Mais qu’en est-il du tennis et du patinage? Ou le rugby et la lutte? Ou l’aviron et l’escrime?

Bien que l’accès à des sports non traditionnels et individuels puisse être plus difficile, surtout pour les familles à faible revenu, ce n’est pas impossible. Par exemple, le tennis peut être présenté sur un terrain public, et les bases du patinage appris sur une patinoire publique.

De plus, les programmes de 2017-2018 comme «Let’s Row Ottawa», «Battre les rues après l’école» et «Go Green Go Girls Game», tous financés par la subvention du Fonds pour les collectivités sportives et récréatives de l’Ontario, visent à attirer de nouveaux athlètes. en travaillant en partenariat avec des écoles, en travaillant dans des communautés à faible revenu et en attirant des publics féminins. C’est inspirant.

En parlant de, plus tôt cette semaine, j’ai regardé la nouvelle publicité de Gatorade mettant en vedette l’athlète légendaire et la nouvelle maman, Serena Williams. Intitulée Sisters in Sweat, la vidéo – un mélange prometteur de nouvelle maternité et d’autonomisation des femmes – a été rapidement partagée et célébrée au sein de mes cercles sociaux. En son cœur se trouve un message puissant, narré avec amour de mère en fille: «Dans ce jeu de la vie, continuez à jouer, quoi qu’il arrive.» Au centre de cette directive se trouve le précepte que les sports vous aideront à faire cela.

Je suis entièrement d’accord. Participer à des équipes de volleyball, de basketball, de soccer et de piste en tant qu’adolescente m’a fourni tous les traits et toutes les expériences que Serena partage de façon si poétique.
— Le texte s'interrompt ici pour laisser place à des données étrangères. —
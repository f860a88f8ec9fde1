use core::ops::Range;

use alloc::vec::Vec;

use crate::{
    container::{
        runs::Run,
        ArrayContainer,
        Container,
        ContainerKind,
        DenseContainer,
        RunContainer,
    },
    Error,
    Iter,
    ARRAY_MAX,
    DENSE_BYTES,
    UNIVERSE,
};

/// A set of 16-bit integers backed by one adaptively chosen container.
#[derive(Debug, Clone, Default)]
pub struct Bitmap {
    pub(crate) container: Container,
}

/// Snapshot of a bitmap's representation.
#[derive(Debug, Clone, Copy, PartialEq, Eq)]
pub struct BitmapStats {
    /// Which container form currently backs the set.
    pub kind: ContainerKind,
    /// Number of members.
    pub cardinality: u32,
    /// Heap bytes backing member storage.
    pub bytes: usize,
    /// Members the current backing storage can hold without growing.
    pub capacity: u32,
}

impl Bitmap {
    /// Create an empty set.
    pub fn new() -> Self {
        Self::default()
    }

    /// Build from strictly ascending values.
    pub fn from_sorted_iter<I>(values: I) -> Result<Self, Error>
    where
        I: IntoIterator<Item = u16>,
    {
        let mut builder = Builder::new();
        let mut previous: Option<u16> = None;
        for value in values {
            if previous.is_some_and(|p| p >= value) {
                return Err(Error::NotAscending);
            }
            previous = Some(value);
            builder.push(value);
        }
        Ok(builder.finish())
    }

    /// Number of members.
    pub fn cardinality(&self) -> u32 {
        self.container.cardinality()
    }

    /// True when the set has no members.
    pub fn is_empty(&self) -> bool {
        self.cardinality() == 0
    }

    /// Membership test.
    pub fn contains(&self, value: u16) -> bool {
        self.container.contains(value)
    }

    /// Smallest member.
    pub fn min(&self) -> Option<u16> {
        self.container.min()
    }

    /// Largest member.
    pub fn max(&self) -> Option<u16> {
        self.container.max()
    }

    /// Add one value. Returns whether it was newly inserted.
    pub fn insert(&mut self, value: u16) -> bool {
        let added = self.container.insert(value);
        if added {
            self.adapt();
        }
        added
    }

    /// Remove one value. Returns whether it was present.
    pub fn remove(&mut self, value: u16) -> bool {
        let removed = self.container.remove(value);
        if removed {
            self.adapt();
        }
        removed
    }

    /// Add every value in the half-open `range`. Returns how many were new.
    ///
    /// Runs in time linear in the touched containers, not in the range
    /// length.
    pub fn insert_range(&mut self, range: Range<u32>) -> Result<u32, Error> {
        check_range(&range)?;
        let span = range.end - range.start;
        if let Container::Array(c) = &self.container {
            // The splice would overshoot the array bound; go dense first.
            if c.cardinality() as usize + span as usize > ARRAY_MAX {
                self.container = Container::Dense(to_dense(&self.container));
            }
        }
        let added = self.container.insert_range(range.start, range.end);
        self.compact();
        Ok(added)
    }

    /// Remove every value in the half-open `range`. Returns how many were
    /// present.
    pub fn remove_range(&mut self, range: Range<u32>) -> Result<u32, Error> {
        check_range(&range)?;
        let removed = self.container.remove_range(range.start, range.end);
        self.compact();
        Ok(removed)
    }

    /// Drop every member.
    pub fn clear(&mut self) {
        self.container = Container::default();
    }

    /// Iterate members in ascending order.
    pub fn iter(&self) -> Iter<'_> {
        Iter::new(&self.container)
    }

    /// Extract members into a sorted vector.
    pub fn to_vec(&self) -> Vec<u16> {
        self.iter().collect()
    }

    /// Representation snapshot.
    pub fn stats(&self) -> BitmapStats {
        let capacity = match &self.container {
            Container::Array(c) => c.capacity() as u32,
            Container::Dense(_) | Container::Runs(_) => UNIVERSE,
        };
        BitmapStats {
            kind: self.container.kind(),
            cardinality: self.cardinality(),
            bytes: self.container.bytes(),
            capacity,
        }
    }

    /// Re-evaluate the representation, allowing a switch to runs when the
    /// run list is the smallest legal form.
    pub fn run_optimize(&mut self) {
        let cardinality = self.cardinality();
        if cardinality == 0 {
            return;
        }
        let runs = match &self.container {
            Container::Array(c) => count_array_runs(c.as_slice()),
            Container::Dense(c) => c.num_runs() as usize,
            Container::Runs(c) => c.num_runs(),
        };
        let run_bytes = runs * 4;
        let best_flat = if cardinality as usize <= ARRAY_MAX {
            cardinality as usize * 2
        } else {
            DENSE_BYTES
        };
        if run_bytes < best_flat {
            if !matches!(self.container, Container::Runs(_)) {
                self.container = Container::Runs(to_runs(&self.container));
            }
        } else {
            self.compact();
        }
    }

    /// Set intersection.
    pub fn and(&self, other: &Bitmap) -> Bitmap {
        if let (Container::Dense(a), Container::Dense(b)) = (&self.container, &other.container) {
            return from_dense_words(a, b, |x, y| x & y);
        }
        merge(self, other, false, true, false)
    }

    /// Set union.
    pub fn or(&self, other: &Bitmap) -> Bitmap {
        if let (Container::Dense(a), Container::Dense(b)) = (&self.container, &other.container) {
            return from_dense_words(a, b, |x, y| x | y);
        }
        merge(self, other, true, true, true)
    }

    /// Symmetric difference.
    pub fn xor(&self, other: &Bitmap) -> Bitmap {
        if let (Container::Dense(a), Container::Dense(b)) = (&self.container, &other.container) {
            return from_dense_words(a, b, |x, y| x ^ y);
        }
        merge(self, other, true, false, true)
    }

    /// Set difference `self \ other`.
    pub fn and_not(&self, other: &Bitmap) -> Bitmap {
        if let (Container::Dense(a), Container::Dense(b)) = (&self.container, &other.container) {
            return from_dense_words(a, b, |x, y| x & !y);
        }
        merge(self, other, true, false, false)
    }

    /// True when the sets share at least one member.
    pub fn intersects(&self, other: &Bitmap) -> bool {
        let (small, large) = if self.cardinality() <= other.cardinality() {
            (self, other)
        } else {
            (other, self)
        };
        small.iter().any(|value| large.contains(value))
    }

    /// True when every member of `self` is a member of `other`.
    pub fn is_subset(&self, other: &Bitmap) -> bool {
        self.cardinality() <= other.cardinality()
            && self.iter().all(|value| other.contains(value))
    }

    /// Cheap legality pass after a point mutation.
    fn adapt(&mut self) {
        match &self.container {
            Container::Array(c) => {
                if c.cardinality() as usize > ARRAY_MAX {
                    self.container = Container::Dense(to_dense(&self.container));
                }
            }
            Container::Dense(c) => {
                if c.cardinality() as usize <= ARRAY_MAX {
                    self.container = Container::Array(to_array(&self.container));
                }
            }
            Container::Runs(c) => {
                if c.bytes() > DENSE_BYTES {
                    self.container = if c.cardinality() as usize > ARRAY_MAX {
                        Container::Dense(to_dense(&self.container))
                    } else {
                        Container::Array(to_array(&self.container))
                    };
                }
            }
        }
    }

    /// Full representation pass, including the run-compaction scan.
    pub(crate) fn compact(&mut self) {
        self.adapt();
        if let Container::Dense(c) = &self.container {
            let run_bytes = c.num_runs() as usize * 4;
            if run_bytes < DENSE_BYTES && run_bytes < c.cardinality() as usize * 2 {
                self.container = Container::Runs(to_runs(&self.container));
            }
        }
    }
}

impl PartialEq for Bitmap {
    fn eq(&self, other: &Self) -> bool {
        self.cardinality() == other.cardinality() && self.iter().eq(other.iter())
    }
}

impl Eq for Bitmap {}

impl FromIterator<u16> for Bitmap {
    fn from_iter<I: IntoIterator<Item = u16>>(values: I) -> Self {
        let mut bitmap = Bitmap::new();
        for value in values {
            bitmap.insert(value);
        }
        bitmap
    }
}

impl Extend<u16> for Bitmap {
    fn extend<I: IntoIterator<Item = u16>>(&mut self, values: I) {
        for value in values {
            self.insert(value);
        }
    }
}

impl<'a> IntoIterator for &'a Bitmap {
    type Item = u16;
    type IntoIter = Iter<'a>;

    fn into_iter(self) -> Iter<'a> {
        self.iter()
    }
}

impl core::ops::BitAnd for &Bitmap {
    type Output = Bitmap;

    fn bitand(self, rhs: Self) -> Bitmap {
        self.and(rhs)
    }
}

impl core::ops::BitOr for &Bitmap {
    type Output = Bitmap;

    fn bitor(self, rhs: Self) -> Bitmap {
        self.or(rhs)
    }
}

impl core::ops::BitXor for &Bitmap {
    type Output = Bitmap;

    fn bitxor(self, rhs: Self) -> Bitmap {
        self.xor(rhs)
    }
}

impl core::ops::Sub for &Bitmap {
    type Output = Bitmap;

    fn sub(self, rhs: Self) -> Bitmap {
        self.and_not(rhs)
    }
}

fn check_range(range: &Range<u32>) -> Result<(), Error> {
    if range.start > range.end || range.end > UNIVERSE {
        return Err(Error::InvalidRange {
            start: range.start,
            end: range.end,
        });
    }
    Ok(())
}

fn count_array_runs(values: &[u16]) -> usize {
    let mut runs = 0;
    let mut previous: Option<u16> = None;
    for &value in values {
        if previous.is_none() || previous != value.checked_sub(1) {
            runs += 1;
        }
        previous = Some(value);
    }
    runs
}

pub(crate) fn to_dense(container: &Container) -> DenseContainer {
    let mut dense = DenseContainer::new();
    match container {
        Container::Array(c) => {
            for &value in c.as_slice() {
                dense.insert(value);
            }
        }
        Container::Dense(c) => return c.clone(),
        Container::Runs(c) => {
            for run in c.runs() {
                dense.insert_range(u32::from(run.start), u32::from(run.last) + 1);
            }
        }
    }
    dense
}

pub(crate) fn to_array(container: &Container) -> ArrayContainer {
    match container {
        Container::Array(c) => c.clone(),
        _ => ArrayContainer::from_sorted(Iter::new(container).collect()),
    }
}

pub(crate) fn to_runs(container: &Container) -> RunContainer {
    if let Container::Runs(c) = container {
        return c.clone();
    }
    let mut runs: Vec<Run> = Vec::new();
    for value in Iter::new(container) {
        match runs.last_mut() {
            Some(run) if u32::from(run.last) + 1 == u32::from(value) => run.last = value,
            _ => runs.push(Run {
                start: value,
                last: value,
            }),
        }
    }
    RunContainer::from_runs(runs)
}

fn from_dense_words<F>(a: &DenseContainer, b: &DenseContainer, op: F) -> Bitmap
where
    F: Fn(u64, u64) -> u64,
{
    let words: Vec<u64> = a
        .words()
        .iter()
        .zip(b.words())
        .map(|(&x, &y)| op(x, y))
        .collect();
    let mut out = Bitmap {
        container: Container::Dense(DenseContainer::from_words(words.into_boxed_slice())),
    };
    out.compact();
    out
}

fn merge(a: &Bitmap, b: &Bitmap, keep_left: bool, keep_both: bool, keep_right: bool) -> Bitmap {
    let mut out = Builder::new();
    let mut xs = a.iter();
    let mut ys = b.iter();
    let mut x = xs.next();
    let mut y = ys.next();
    loop {
        match (x, y) {
            (Some(u), Some(v)) => {
                if u < v {
                    if keep_left {
                        out.push(u);
                    }
                    x = xs.next();
                } else if u > v {
                    if keep_right {
                        out.push(v);
                    }
                    y = ys.next();
                } else {
                    if keep_both {
                        out.push(u);
                    }
                    x = xs.next();
                    y = ys.next();
                }
            }
            (Some(u), None) => {
                if !keep_left {
                    break;
                }
                out.push(u);
                x = xs.next();
            }
            (None, Some(v)) => {
                if !keep_right {
                    break;
                }
                out.push(v);
                y = ys.next();
            }
            (None, None) => break,
        }
    }
    out.finish()
}

/// Accumulates strictly ascending values, spilling from array to dense form
/// when the array bound is crossed.
pub(crate) struct Builder {
    array: Vec<u16>,
    dense: Option<DenseContainer>,
}

impl Builder {
    pub(crate) fn new() -> Self {
        Self {
            array: Vec::new(),
            dense: None,
        }
    }

    pub(crate) fn push(&mut self, value: u16) {
        debug_assert!(self.array.last().map_or(true, |&p| p < value));
        match &mut self.dense {
            Some(dense) => {
                dense.insert(value);
            }
            None => {
                self.array.push(value);
                if self.array.len() > ARRAY_MAX {
                    let mut dense = DenseContainer::new();
                    for &v in &self.array {
                        dense.insert(v);
                    }
                    self.array.clear();
                    self.dense = Some(dense);
                }
            }
        }
    }

    pub(crate) fn finish(self) -> Bitmap {
        let container = match self.dense {
            Some(dense) => Container::Dense(dense),
            None => Container::Array(ArrayContainer::from_sorted(self.array)),
        };
        let mut bitmap = Bitmap { container };
        bitmap.compact();
        bitmap
    }
}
En effet, j’ai “découvert la puissance et la grâce de mon corps”; “atteint des objectifs avec mes soeurs en sueur” “; et “appris à se tenir debout et à parler plus fort sur le terrain”.

Participer à un sport choisi peut autonomiser les filles. Et sans aucun doute, quelque chose que Williams a dit a vraiment résonné: “Les leçons apprises dans le sport vous aideront à gagner au-delà du terrain.”

Donc, oui, encourageons nos filles à continuer à jouer, mais pourrais-je ajouter, avec de larges opportunités.

Mères et papas: Exposons nos filles à des sports «non traditionnels», même si c’est aussi simple que de regarder les Jeux olympiques d’hiver de 2018 de PyeongChang à la maison.

Mentors, entraîneurs et praticiens du sport: Portons toutes sortes de sports dans de nouveaux espaces qui n’auront peut-être pas l’opportunité et apporterons de nouveaux visages à nos sports. Ensemble, façonnons la prochaine génération de joueurs, d’entraîneurs, d’officiels et d’exécutifs.

Qui sait? Votre petite fille peut – comme Phylicia George et les modèles qu’elle a avant elle – devenir le phare de la possibilité pour les futures générations de filles de voir.